Now Tufin can execute that process in one to two weeks.

“With AI in general, we’re able to take what comes from our product, get our marketing messaging done, get that into a role play, get that out in front of our sales team in a week, maybe two weeks — and that used to take us a month or more.”

For a cybersecurity company operating in a rapidly evolving market, that acceleration matters enormously. Faster enablement means:

  • Faster messaging adoption
  • Faster product launches
  • Faster expansion conversations
  • Faster revenue impact

Marketing teams also gained tighter feedback loops with the field. Sales reps surfaced customer reactions and objections earlier, allowing messaging to evolve based on real-world conversations rather than assumptions.

“It connected them to what’s really happening in the field.”

From Content Metrics to Revenue Outcomes

The transformation wasn’t just about engagement.
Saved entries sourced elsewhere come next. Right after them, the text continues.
/// Application layer - Use cases, DTOs and read models
///
/// Orchestrates the intake, navigation and results domains and reaches
/// infrastructure only through the outbound ports.
pub mod dto;
pub mod factories;
pub mod read_models;
pub mod use_cases;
It was about measurable business impact. For the first time, Tufin could connect:

  • Certifications
  • Coaching completion
  • Role play performance
  • Messaging consistency
  • Revenue outcomes

to actual business performance. “We knew they were getting certified. We knew they were out having the right messaging.”

The company specifically tied enablement efforts to:

  • New customer acquisition
  • Expansion selling
  • Renewals
  • Account management effectiveness

That visibility elevated enablement from a support function to a strategic growth driver. “There’s nothing like being able to actually see the growth, tie it back to results, and let marketing and sales leadership see that transition over time.”

The Bigger Lesson for Modern Enablement Teams

There’s a common misconception in enablement today: That AI is primarily about generating more content. Tufin’s experience suggests the opposite. The real value comes from:

  • Activating content
  • Personalizing discovery
  • Reinforcing behavior
  • Creating practice environments
  • Accelerating learning loops
  • Measuring improvement over time

Patrick may technically be a “team of one.” But with Agentic AI embedded across enablement workflows, he operates with the scale and sophistication of a much larger organization. “I’m doing way more with way less than I ever did before.” That’s ultimately the bigger story here. AI isn’t replacing enablement. It’s giving enablement teams the leverage to create significantly more impact than ever before. And for organizations still stuck in legacy content management systems, Patrick’s advice is simple:

“Change was the best catalyst. We just jumped in.”

Watch the full webinar replay to hear how Patrick scaled enablement at Tufin as a team of one with Agentic AI.

Scaling enablement as a team of one

Frequently Asked Questions (FAQs)

How did Tufin improve enablement adoption?

By replacing a legacy content management system with an integrated enablement platform that delivered accurate, role-specific content directly within existing workflows.

How did marketing benefit from the new approach?

Marketing gained faster feedback loops from the field and improved visibility into how messaging was being used in customer conversations.

What results did Tufin achieve?

Tufin increased platform engagement from roughly 30% to nearly 90%, reduced enablement rollout cycles from 30+ days to 1–2 weeks, and improved sales readiness through AI-powered coaching and certifications.

Why did Tufin invest in AI role plays?

The team realized sellers learn more effectively through practice than through reading static content. AI role plays allowed reps to rehearse conversations, receive feedback, and improve messaging in real time.

How did AI help a team of one scale enablement?

AI automated and accelerated content activation, coaching, certifications, and practice scenarios, allowing a single enablement leader to support a global sales organization efficiently.

What made the AI coaching effective?

The most effective role plays were highly specific and focused on real customer conversations, technical objections, and targeted selling skills.

What’s next for AI-driven enablement at Tufin?

Tufin sees the future in proactive AI coaching that can identify skill gaps, recommend refreshers, and reinforce learning based on real seller conversations.